#### INFORMATION SUPPLIED ####
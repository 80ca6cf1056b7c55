//! Filename sanitization that is safe on both Linux and Windows.

const NAME_MAX: usize = 255;

/// Characters Windows refuses in file names (Linux only refuses `/` and NUL).
const FORBIDDEN: &[char] = &['<', '>', ':', '"', '/', '\\', '|', '?', '*'];

/// Device names Windows reserves regardless of extension.
const RESERVED: &[&str] = &[
    "CON", "PRN", "AUX", "NUL", "COM1", "COM2", "COM3", "COM4", "COM5", "COM6", "COM7", "COM8",
    "COM9", "LPT1", "LPT2", "LPT3", "LPT4", "LPT5", "LPT6", "LPT7", "LPT8", "LPT9",
];

/// Sanitizes a candidate filename.
///
/// - Replaces forbidden characters, whitespace and control characters with `_`
/// - Collapses consecutive underscores
/// - Trims leading/trailing dots and underscores
/// - Prefixes Windows device names (`CON`, `nul.txt`, ...) with `_`
/// - Limits length to 255 bytes
pub fn sanitize_filename(name: &str) -> String {
    let mut out = String::with_capacity(name.len());
    let mut prev_underscore = false;

    for c in name.chars() {
        let c = if FORBIDDEN.contains(&c) || c.is_control() || c.is_whitespace() {
            '_'
        } else {
            c
        };
        if c == '_' {
            if !prev_underscore {
                out.push('_');
            }
            prev_underscore = true;
        } else {
            out.push(c);
            prev_underscore = false;
        }
    }

    let trimmed = out.trim_matches(|c| c == '.' || c == '_');

    let stem = trimmed.split('.').next().unwrap_or("");
    let mut result = if RESERVED.iter().any(|r| r.eq_ignore_ascii_case(stem)) {
        format!("_{}", trimmed)
    } else {
        trimmed.to_string()
    };

    if result.len() > NAME_MAX {
        let mut take = NAME_MAX;
        while take > 0 && !result.is_char_boundary(take) {
            take -= 1;
        }
        result.truncate(take);
    }
    result
}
####
AIM OF THE TASK
Please retype the data exactly as it stands, from its first line down to the line that contains "prev_underscore = true;", then stop.

ANSWER
repository 80ca6cf1056b7c55
//! Filename sanitization that is safe on both Linux and Windows.

const NAME_MAX: usize = 255;

/// Characters Windows refuses in file names (Linux only refuses `/` and NUL).
const FORBIDDEN: &[char] = &['<', '>', ':', '"', '/', '\\', '|', '?', '*'];

/// Device names Windows reserves regardless of extension.
const RESERVED: &[&str] = &[
    "CON", "PRN", "AUX", "NUL", "COM1", "COM2", "COM3", "COM4", "COM5", "COM6", "COM7", "COM8",
    "COM9", "LPT1", "LPT2", "LPT3", "LPT4", "LPT5", "LPT6", "LPT7", "LPT8", "LPT9",
];

/// Sanitizes a candidate filename.
///
/// - Replaces forbidden characters, whitespace and control characters with `_`
/// - Collapses consecutive underscores
/// - Trims leading/trailing dots and underscores
/// - Prefixes Windows device names (`CON`, `nul.txt`, ...) with `_`
/// - Limits length to 255 bytes
pub fn sanitize_filename(name: &str) -> String {
    let mut out = String::with_capacity(name.len());
    let mut prev_underscore = false;

    for c in name.chars() {
        let c = if FORBIDDEN.contains(&c) || c.is_control() || c.is_whitespace() {
            '_'
        } else {
            c
        };
        if c == '_' {
            if !prev_underscore {
                out.push('_');
            }
            prev_underscore = true;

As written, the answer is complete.